Figure 3. Effect sizes and 95% confidence intervals on infarct volume after transient middle cerebral artery occlusion (MCAO) in male PARP1^−/− mice and male PARP2^−/− mice, relative to their respective wild-type controls, were derived from mean and SD values and sample sizes extracted from publications by Eliasson et al. (27), Endres et al. (68), Goto et al. (69), McCullough et al. (70), Liu et al. (71), Li et al. (72), Zhang et al. (73), and Kofler et al. (74). These reports from three different laboratories showed significant reductions in infarct volume.

Role of PARP1

In 1997, Eliasson et al. (27) reported that male PARP1^−/− mice subjected to 2 h of MCAO did not display the increase in PAR polymer formation seen in WT mice, and that their infarct volume was 80% smaller. PARP heterozygotes displayed a 65% reduction in infarct volume. In the same year, Endres et al. (68, 75) reported that male nNOS^−/−, PARP1^−/−, or WT mice pre-treated with 3-AB had decreased infarct volume associated with less PAR polymer formation. PARP is activated by DNA strand breaks, which can be detected in rat striatum at 2 h and in cortex at 4 h after a 2-h MCAO insult (76). Whereas, both the NMDA antagonist MK-801 and the PARP inhibitor 3,4-dihydro-5-[4-(1-piperidinyl)butoxy]-1(2H)-isoquinolinone (DPQ) reduced infarct volume, only MK-801 decreased DNA strand breaks, thereby indicating that NMDA antagonists act upstream and PARP inhibitors act downstream of DNA strand breaks in protecting the brain. Staining of human autopsy tissue from patients who died of stroke revealed increased expression of PARP and PAR polymers in necrotic neurons within and adjacent to the infarct, supporting a role for parthanatos in human stroke (77).

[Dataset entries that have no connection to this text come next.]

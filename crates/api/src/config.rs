use std::path::PathBuf;

use crate::auth::jwt::JwtConfig;

/// Server configuration loaded from environment variables.
///
/// All fields except the JWT secret have defaults suitable for local
/// development. In production, override via environment variables.
#[derive(Debug, Clone)]
pub struct ServerConfig {
    /// Bind address (default: `0.0.0.0`).
    pub host: String,
    /// Bind port (default: `3000`).
    pub port: u16,
    /// Allowed CORS origins, parsed from comma-separated `CORS_ORIGINS` env var.
    pub cors_origins: Vec<String>,
    /// HTTP request timeout in seconds (default: `30`).
    pub request_timeout_secs: u64,
    /// Path of the offline fallback blob for the review catalog.
    pub fallback_path: PathBuf,
    /// Game-metadata API settings.
    pub metadata: MetadataConfig,
    /// JWT token configuration (secret, admin allowlist, expiry).
    pub jwt: JwtConfig,
}

/// Connection settings for the game-metadata API.
#[derive(Debug, Clone)]
pub struct MetadataConfig {
    /// Base URL, no trailing slash.
    pub base_url: String,
    /// API key appended to every request.
    pub api_key: String,
}

impl ServerConfig {
    /// Load configuration from environment variables with defaults.
    ///
    /// | Env Var                | Default                         |
    /// |------------------------|---------------------------------|
    /// | `HOST`                 | `0.0.0.0`                       |
    /// | `PORT`                 | `3000`                          |
    /// | `CORS_ORIGINS`         | `http://localhost:5173`         |
    /// | `REQUEST_TIMEOUT_SECS` | `30`                            |
    /// | `FALLBACK_STORE_PATH`  | `data/reviews-fallback.json`    |
    /// | `METADATA_API_URL`     | `https://api.rawg.io/api`       |
    /// | `METADATA_API_KEY`     | (empty)                         |
    pub fn from_env() -> Self {
        let host = std::env::var("HOST").unwrap_or_else(|_| "0.0.0.0".into());

        let port: u16 = std::env::var("PORT")
            .unwrap_or_else(|_| "3000".into())
            .parse()
            .expect("PORT must be a valid u16");

        let cors_origins: Vec<String> = std::env::var("CORS_ORIGINS")
            .unwrap_or_else(|_| "http://localhost:5173".into())
            .split(',')
            .map(|s| s.trim().to_string())
            .filter(|s| !s.is_empty())
            .collect();

        let request_timeout_secs: u64 = std::env::var("REQUEST_TIMEOUT_SECS")
            .unwrap_or_else(|_| "30".into())
            .parse()
            .expect("REQUEST_TIMEOUT_SECS must be a valid u64");

        let fallback_path = PathBuf::from(
            std::env::var("FALLBACK_STORE_PATH")
                .unwrap_or_else(|_| "data/reviews-fallback.json".into()),
        );

        let metadata = MetadataConfig {
            base_url: std::env::var("METADATA_API_URL")
                .unwrap_or_else(|_| "https://api.rawg.io/api".into()),
            api_key: std::env::var("METADATA_API_KEY").unwrap_or_default(),
        };

        let jwt = JwtConfig::from_env();

        Self {
            host,
            port,
            cors_origins,
            request_timeout_secs,
            fallback_path,
            metadata,
            jwt,
        }
    }
}
//! Catalog source adapter backed by the `reviews` table.

use async_trait::async_trait;
use gamehub_catalog::source::{ReviewSource, SourceError};
use gamehub_core::review::RawReview;

use crate::repositories::ReviewRepo;
use crate::DbPool;

/// [`ReviewSource`] reading the full collection from Postgres.
pub struct PgReviewSource {
    pool: DbPool,
}

impl PgReviewSource {
    pub fn new(pool: DbPool) -> Self {
        Self { pool }
    }
}

#[async_trait]
impl ReviewSource for PgReviewSource {
    async fn fetch_all(&self) -> Result<Vec<RawReview>, SourceError> {
        let rows = ReviewRepo::list_all(&self.pool, None)
            .await
            .map_err(|e| SourceError::Unavailable(e.to_string()))?;

        Ok(rows.into_iter().map(RawReview::from).collect())
    }
}
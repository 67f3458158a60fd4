//! Review catalog: the query orchestrator.
//!
//! Composes a remote [`source::ReviewSource`] with a local
//! [`fallback::FallbackStore`], normalizes everything at the boundary, and
//! runs the filter/sort pipeline against the most recently fetched
//! collection. Interactive re-querying is debounced and strictly
//! last-trigger-wins: every trigger takes a monotonically increasing
//! sequence number and any execution whose trigger has been superseded is
//! discarded.

mod catalog;
pub mod fallback;
pub mod source;

pub use catalog::{CatalogConfig, QueryOutcome, ReviewCatalog};
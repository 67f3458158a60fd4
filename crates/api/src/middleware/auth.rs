//! JWT-based admin extractor for Axum handlers.

use axum::extract::FromRequestParts;
use axum::http::request::Parts;
use gamehub_core::error::CoreError;

use crate::auth::jwt::validate_token;
use crate::error::AppError;
use crate::state::AppState;

/// Allowlisted admin extracted from a JWT Bearer token in the
/// `Authorization` header.
///
/// Use this as an extractor parameter in any handler that requires admin
/// access:
///
/// ```ignore
/// async fn my_handler(admin: AdminUser) -> AppResult<Json<()>> {
///     tracing::info!(admin = %admin.email, "handling request");
///     Ok(Json(()))
/// }
/// ```
#[derive(Debug, Clone)]
pub struct AdminUser {
    /// The admin's email address (from `claims.sub`).
    pub email: String,
}

impl FromRequestParts<AppState> for AdminUser {
    type Rejection = AppError;

    async fn from_request_parts(
        parts: &mut Parts,
        state: &AppState,
    ) -> Result<Self, Self::Rejection> {
        let auth_header = parts
            .headers
            .get("authorization")
            .and_then(|v| v.to_str().ok())
            .ok_or_else(|| {
                AppError::Core(CoreError::Unauthorized(
                    "Missing Authorization header".into(),
                ))
            })?;

        let token = auth_header.strip_prefix("Bearer ").ok_or_else(|| {
            AppError::Core(CoreError::Unauthorized(
                "Invalid Authorization format. Expected: Bearer <token>".into(),
            ))
        })?;

        let claims = validate_token(token, &state.config.jwt).map_err(|_| {
            AppError::Core(CoreError::Unauthorized("Invalid or expired token".into()))
        })?;

        if !state.config.jwt.is_admin(&claims.sub) {
            return Err(AppError::Core(CoreError::Forbidden(
                "This account does not have admin access".into(),
            )));
        }

        Ok(AdminUser { email: claims.sub })
    }
}
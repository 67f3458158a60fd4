//! Handlers for game-metadata lookup (admin form auto-fill).

use axum::extract::{Path, Query, State};
use axum::response::IntoResponse;
use axum::Json;
use gamehub_core::error::CoreError;
use gamehub_metadata::autofill_draft;
use serde::Deserialize;

use crate::error::{AppError, AppResult};
use crate::middleware::auth::AdminUser;
use crate::response::DataResponse;
use crate::state::AppState;

#[derive(Debug, Deserialize)]
pub struct GameSearchParams {
    pub q: Option<String>,
}

/// GET /api/v1/games/search
///
/// Search the metadata API by name. Queries shorter than two characters
/// return an empty list without an upstream call.
pub async fn search_games(
    _admin: AdminUser,
    State(state): State<AppState>,
    Query(params): Query<GameSearchParams>,
) -> AppResult<impl IntoResponse> {
    let results = state
        .metadata
        .search(params.q.as_deref().unwrap_or(""))
        .await?;

    Ok(Json(DataResponse { data: results }))
}

/// GET /api/v1/games/{id}
///
/// Auto-fill draft for a game: mapped genre, platforms, tags, modes, and
/// key art, ready to pre-populate the review form.
pub async fn game_draft(
    _admin: AdminUser,
    State(state): State<AppState>,
    Path(game_id): Path<i64>,
) -> AppResult<impl IntoResponse> {
    let game = state
        .metadata
        .details(game_id)
        .await?
        .ok_or(AppError::Core(CoreError::NotFound {
            entity: "Game",
            id: game_id.to_string(),
        }))?;

    Ok(Json(DataResponse {
        data: autofill_draft(&game),
    }))
}
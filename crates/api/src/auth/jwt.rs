//! JWT access-token generation/validation and the admin allowlist.
//!
//! Access tokens are HS256-signed JWTs containing a [`Claims`] payload.
//! Authorization is allowlist-based: a token is accepted for admin routes
//! only when its subject email appears in [`JwtConfig::admin_emails`].

use jsonwebtoken::{decode, encode, DecodingKey, EncodingKey, Header, Validation};
use serde::{Deserialize, Serialize};
use uuid::Uuid;

/// JWT claims embedded in every access token.
#[derive(Debug, Serialize, Deserialize, Clone)]
pub struct Claims {
    /// Subject -- the user's email address.
    pub sub: String,
    /// Expiration time (UTC Unix timestamp).
    pub exp: i64,
    /// Issued-at time (UTC Unix timestamp).
    pub iat: i64,
    /// Unique token identifier (UUID v4) for audit.
    pub jti: String,
}

/// Configuration for JWT token generation and validation.
#[derive(Debug, Clone)]
pub struct JwtConfig {
    /// HMAC-SHA256 secret used to sign and verify tokens.
    pub secret: String,
    /// Emails allowed to use admin routes.
    pub admin_emails: Vec<String>,
    /// Access token lifetime in minutes (default: 60).
    pub access_token_expiry_mins: i64,
}

/// Default access token expiry in minutes.
const DEFAULT_ACCESS_EXPIRY_MINS: i64 = 60;

/// Default admin allowlist for local development.
const DEFAULT_ADMIN_EMAILS: &str = "admin@gamehub.com";

impl JwtConfig {
    /// Load JWT configuration from environment variables.
    ///
    /// | Env Var                  | Required | Default               |
    /// |--------------------------|----------|-----------------------|
    /// | `JWT_SECRET`             | **yes**  | --                    |
    /// | `ADMIN_EMAILS`           | no       | `admin@gamehub.com`   |
    /// | `JWT_ACCESS_EXPIRY_MINS` | no       | `60`                  |
    ///
    /// `ADMIN_EMAILS` is a comma-separated list.
    ///
    /// # Panics
    ///
    /// Panics if `JWT_SECRET` is not set or is empty.
    pub fn from_env() -> Self {
        let secret =
            std::env::var("JWT_SECRET").expect("JWT_SECRET must be set in the environment");
        assert!(!secret.is_empty(), "JWT_SECRET must not be empty");

        let admin_emails: Vec<String> = std::env::var("ADMIN_EMAILS")
            .unwrap_or_else(|_| DEFAULT_ADMIN_EMAILS.into())
            .split(',')
            .map(|s| s.trim().to_string())
            .filter(|s| !s.is_empty())
            .collect();

        let access_token_expiry_mins: i64 = std::env::var("JWT_ACCESS_EXPIRY_MINS")
            .unwrap_or_else(|_| DEFAULT_ACCESS_EXPIRY_MINS.to_string())
            .parse()
            .expect("JWT_ACCESS_EXPIRY_MINS must be a valid i64");

        Self {
            secret,
            admin_emails,
            access_token_expiry_mins,
        }
    }

    /// Whether `email` is on the admin allowlist.
    pub fn is_admin(&self, email: &str) -> bool {
        self.admin_emails.iter().any(|e| e == email)
    }
}

/// Generate an HS256 access token for the given email.
pub fn generate_access_token(
    email: &str,
    config: &JwtConfig,
) -> Result<String, jsonwebtoken::errors::Error> {
    let now = chrono::Utc::now().timestamp();
    let exp = now + config.access_token_expiry_mins * 60;

    let claims = Claims {
        sub: email.to_string(),
        exp,
        iat: now,
        jti: Uuid::new_v4().to_string(),
    };

    encode(
        &Header::default(), // HS256
        &claims,
        &EncodingKey::from_secret(config.secret.as_bytes()),
    )
}

/// Validate and decode an access token, returning the embedded [`Claims`].
///
/// Validates the signature and expiration automatically.
pub fn validate_token(
    token: &str,
    config: &JwtConfig,
) -> Result<Claims, jsonwebtoken::errors::Error> {
    let token_data = decode::<Claims>(
        token,
        &DecodingKey::from_secret(config.secret.as_bytes()),
        &Validation::default(), // HS256, validates exp
    )?;
    Ok(token_data.claims)
}
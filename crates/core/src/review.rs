//! Review record shapes and the normalization boundary.
//!
//! Stored documents are loosely typed: fields go missing, `platform` shows
//! up as a bare string or an array, dates arrive as free-form strings.
//! [`normalize`] resolves all of that exactly once into [`Review`], and
//! nothing past this boundary re-checks optionality.

use chrono::NaiveDate;
use serde::{Deserialize, Serialize};

use crate::text::{excerpt_from_content, slug_from_title};

/* --------------------------------------------------------------------------
Constants
-------------------------------------------------------------------------- */

/// Fallback cover image when a review has none.
pub const DEFAULT_COVER_IMAGE: &str =
    "https://images.unsplash.com/photo-1538481199705-c710c4e965fc?w=800&h=600&fit=crop";

/// Fallback header image when a review has none.
pub const DEFAULT_HEADER_IMAGE: &str =
    "https://images.unsplash.com/photo-1538481199705-c710c4e965fc?w=1600&h=900&fit=crop";

/// Known author avatars. Unknown authors fall back to the first entry.
const AUTHOR_AVATARS: &[(&str, &str)] = &[
    (
        "Alex",
        "https://images.unsplash.com/photo-1535713875002-d1d0cf377fde?w=100&h=100&fit=crop",
    ),
    (
        "Jordan",
        "https://images.unsplash.com/photo-1599566150163-29194dcabd36?w=100&h=100&fit=crop",
    ),
];

/// Avatar URL for an author name, with a default for unknown authors.
pub fn author_avatar(author: &str) -> &'static str {
    AUTHOR_AVATARS
        .iter()
        .find(|(name, _)| *name == author)
        .map(|(_, url)| *url)
        .unwrap_or(AUTHOR_AVATARS[0].1)
}

/* --------------------------------------------------------------------------
Raw (loosely typed) shape
-------------------------------------------------------------------------- */

/// `platform` as stored: either a single value or an array.
#[derive(Debug, Clone, Serialize, Deserialize)]
#[serde(untagged)]
pub enum PlatformField {
    One(String),
    Many(Vec<String>),
}

/// A review document as it comes off the wire or out of the store.
///
/// Every field is optional; [`normalize`] supplies documented defaults.
/// Field names are camelCase to match the stored document format.
#[derive(Debug, Clone, Default, Serialize, Deserialize)]
#[serde(default, rename_all = "camelCase")]
pub struct RawReview {
    pub id: Option<String>,
    pub slug: Option<String>,
    pub title: Option<String>,
    pub genre: Option<String>,
    pub platform: Option<PlatformField>,
    pub rating: Option<i64>,
    pub author: Option<String>,
    pub date: Option<String>,
    pub featured: bool,
    pub cover_image: Option<String>,
    pub header_image: Option<String>,
    pub tags: Option<Vec<String>>,
    pub excerpt: Option<String>,
    pub content: Option<String>,
    pub author_avatar: Option<String>,
}

/* --------------------------------------------------------------------------
Normalized shape
-------------------------------------------------------------------------- */

/// A review record guaranteed to satisfy the domain shape invariants.
///
/// Produced only by [`normalize`]. `slug` equals `id` for store-backed
/// records; both are empty when the raw record carried no title and no
/// identifier, which callers must guard against before using the record
/// as an addressable entity.
#[derive(Debug, Clone, Serialize, Deserialize)]
#[serde(rename_all = "camelCase")]
pub struct Review {
    pub id: String,
    pub slug: String,
    pub title: String,
    pub genre: String,
    /// Never re-checked for scalar-vs-array past this point. May be empty
    /// only for records that predate platform validation.
    pub platform: Vec<String>,
    /// Clamped to 0..=10.
    pub rating: u8,
    pub author: String,
    pub date: NaiveDate,
    pub featured: bool,
    pub cover_image: String,
    pub header_image: String,
    pub tags: Vec<String>,
    pub excerpt: String,
    pub content: String,
    pub author_avatar: String,
}

/// Canonicalize a raw document into a [`Review`]. Never fails: malformed
/// or missing optional fields degrade to defaults.
///
/// - `platform` scalar is wrapped into a one-element list.
/// - An unparseable or missing `date` becomes the epoch date, which sorts
///   last under the default descending-date order.
/// - A missing `excerpt` is derived from `content`.
/// - `slug` falls back to the explicit `id`, then to a slug derived from
///   the title.
pub fn normalize(raw: RawReview) -> Review {
    let title = raw.title.unwrap_or_default();

    let slug = raw
        .slug
        .or(raw.id)
        .filter(|s| !s.is_empty())
        .unwrap_or_else(|| slug_from_title(&title));

    let platform = match raw.platform {
        Some(PlatformField::One(p)) => vec![p],
        Some(PlatformField::Many(ps)) => ps,
        None => Vec::new(),
    };

    let rating = raw.rating.unwrap_or(0).clamp(0, 10) as u8;

    let date = raw
        .date
        .as_deref()
        .and_then(parse_review_date)
        .unwrap_or_default();

    let content = raw.content.unwrap_or_default();

    let excerpt = raw
        .excerpt
        .filter(|e| !e.is_empty())
        .unwrap_or_else(|| excerpt_from_content(&content));

    let author = raw.author.unwrap_or_default();

    let author_avatar = raw
        .author_avatar
        .filter(|a| !a.is_empty())
        .unwrap_or_else(|| author_avatar(&author).to_string());

    Review {
        id: slug.clone(),
        slug,
        title,
        genre: raw.genre.unwrap_or_default(),
        platform,
        rating,
        author,
        date,
        featured: raw.featured,
        cover_image: raw
            .cover_image
            .filter(|c| !c.is_empty())
            .unwrap_or_else(|| DEFAULT_COVER_IMAGE.to_string()),
        header_image: raw
            .header_image
            .filter(|h| !h.is_empty())
            .unwrap_or_else(|| DEFAULT_HEADER_IMAGE.to_string()),
        tags: raw.tags.unwrap_or_default(),
        excerpt,
        content,
        author_avatar,
    }
}

/// Parse a stored date string. Accepts `YYYY-MM-DD`, with or without a
/// trailing time component.
fn parse_review_date(s: &str) -> Option<NaiveDate> {
    let date_part = s.get(..10).unwrap_or(s);
    NaiveDate::parse_from_str(date_part, "%Y-%m-%d").ok()
}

Using MRI, Goto et al. (69) demonstrated that PARP1 contributes to edema and to expansion of infarction over 3 days. At 1 h of MCAO, male PARP1^−/− mice had equivalent decreases in the apparent diffusion constant (ADC) and equivalent volumes of low ADC, indicating a similar volume of initial anoxic depolarization. However, by 1 day of reperfusion, the volume of tissue with low ADC was greater in WT than in PARP1^−/− mice. T2-weighted determination of infarct volume expanded from 1 through 3 days of reperfusion, whereas the lower infarct volume seen at 1 day in PARP1^−/− mice failed to further expand by 3 days, consistent with a role of PARP1 in both neuronal cell death and delayed neuroinflammation.

Because release of AIF from the mitochondria depends on signaling by a large PAR polymer (34, 35), the effect of manipulating PAR polymer availability was tested in mice that overexpressed the PAR degradation enzyme PARG or in mice with heterozygous knockdown of PARG. PARG overexpression decreased infarct volume, whereas PARG knockdown increased infarct volume (35). Furthermore, Iduna is a PAR-dependent ubiquitin E3 ligase (78) whose overexpression reduces PAR polymer availability and attenuates infarct volume after transient MCAO (79). Collectively, these data are consistent with large PAR polymers acting as a death signal to mitochondria in focal ischemia.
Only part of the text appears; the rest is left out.